Shares of Axovant Sciences (NASDAQ:AXON) dropped over 29% today after the company announced that nelotanserin failed a phase 2 clinical trial investigating its potential to treat REM sleep disorder in patients with a certain type of dementia. It was the company's lone small-molecule drug candidate remaining after it went all-in developing gene therapies for psychological ailments in summer 2018.
In that context, today's news isn't as much of a setback as the stock's plunge seems to indicate. The biopharma's future will be determined by the success or failure of its entirely new pipeline of early-stage assets, although with the most mature program in phase 1 development, it will take years to know whether the bold bet on gene therapies is going to pay off.
As of 12:46 p.m. EST, the stock had settled to a 25.7% loss.
Axovant Sciences began the year at a market cap of nearly $600 million, but that plunged below $150 million in the months following the clinical failure of intepirdine. The small molecule drug failed a phase 2 trial, which prompted the company to discontinue its development. At the time, the business decided to continuing developing nelotanserin, but today's news closes the book on the biopharma's legacy pipeline.
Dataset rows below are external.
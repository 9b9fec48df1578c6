//! Error types for the kinematics core.
//!
//! Per-frame numeric edge cases (zero vectors, boundary frames) are not errors:
//! they surface as `None` from the engines. Only static configuration and
//! input-shape violations end up here.

use thiserror::Error;

pub type Result<T> = std::result::Result<T, KinematicsError>;

#[derive(Debug, Error, PartialEq)]
pub enum KinematicsError {
    /// parent/child が関節数の範囲外
    #[error("joint {joint}: reference {index} is outside the joint range")]
    InvalidTopologyReference { joint: usize, index: usize },

    /// child の parent が自分を指していない
    #[error("joint {joint}: child {child} does not point back to it as parent")]
    TopologyMismatch { joint: usize, child: usize },

    /// ルート (parent なし) はちょうど1つ
    #[error("topology must have exactly one root, found {0}")]
    RootCount(usize),

    /// joint index と配列位置の不一致
    #[error("joint at slot {slot} declares index {index}")]
    IndexMismatch { slot: usize, index: usize },

    /// parent を辿ってもルートに着かない
    #[error("joint {joint}: parent chain forms a cycle")]
    Cycle { joint: usize },

    /// 評価結果の関節数が想定と異なる
    #[error("frame {frame}: expected {expected} joints, got {actual}")]
    PoseShape {
        frame: usize,
        expected: usize,
        actual: usize,
    },

    #[error("invalid motion parameters: {0}")]
    ParameterShape(String),

    #[error("invalid setting: {0}")]
    InvalidSetting(String),
}

impl KinematicsError {
    pub fn parameter_shape(reason: impl Into<String>) -> Self {
        Self::ParameterShape(reason.into())
    }

    pub fn invalid_setting(reason: impl Into<String>) -> Self {
        Self::InvalidSetting(reason.into())
    }
}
Now investors can focus all of their hopes on the relatively diversified portfolio of gene therapy drug candidates. Four different therapies are being developed as potential treatment options for Parkinson's disease, oculopharyngeal muscular dystrophy (OPMD), amytrophic lateral sclerosis (ALS), and frontotemporal dementia (ALS). Axovant Sciences has only one drug candidate -- AXO-Lenti-PD for Parkinson's disease -- in clinical trials right now, while the others are still in preclinical or even earlier stages of development.
So although the business ended September 2018 with $90 million in cash, investors will be waiting quite some time before learning how things are going to shake out.
Investors have waned in and out of excitement over the company's new gene-therapy approach to neurological disorders. While it could prove lucrative, it's worth remembering that neurological diseases are notoriously difficult to treat and that gene therapies have a downright awful clinical track record. That's primarily because there isn't a full understanding of the underlying pathologies involved in neurological diseases and because scientists aren't entirely sure how to design gene therapies that work in a predictable manner. Therefore, it seems like a pretty big stretch to think Axovant Sciences will find success with its new pipeline. Investors should continue to stay away from the stock.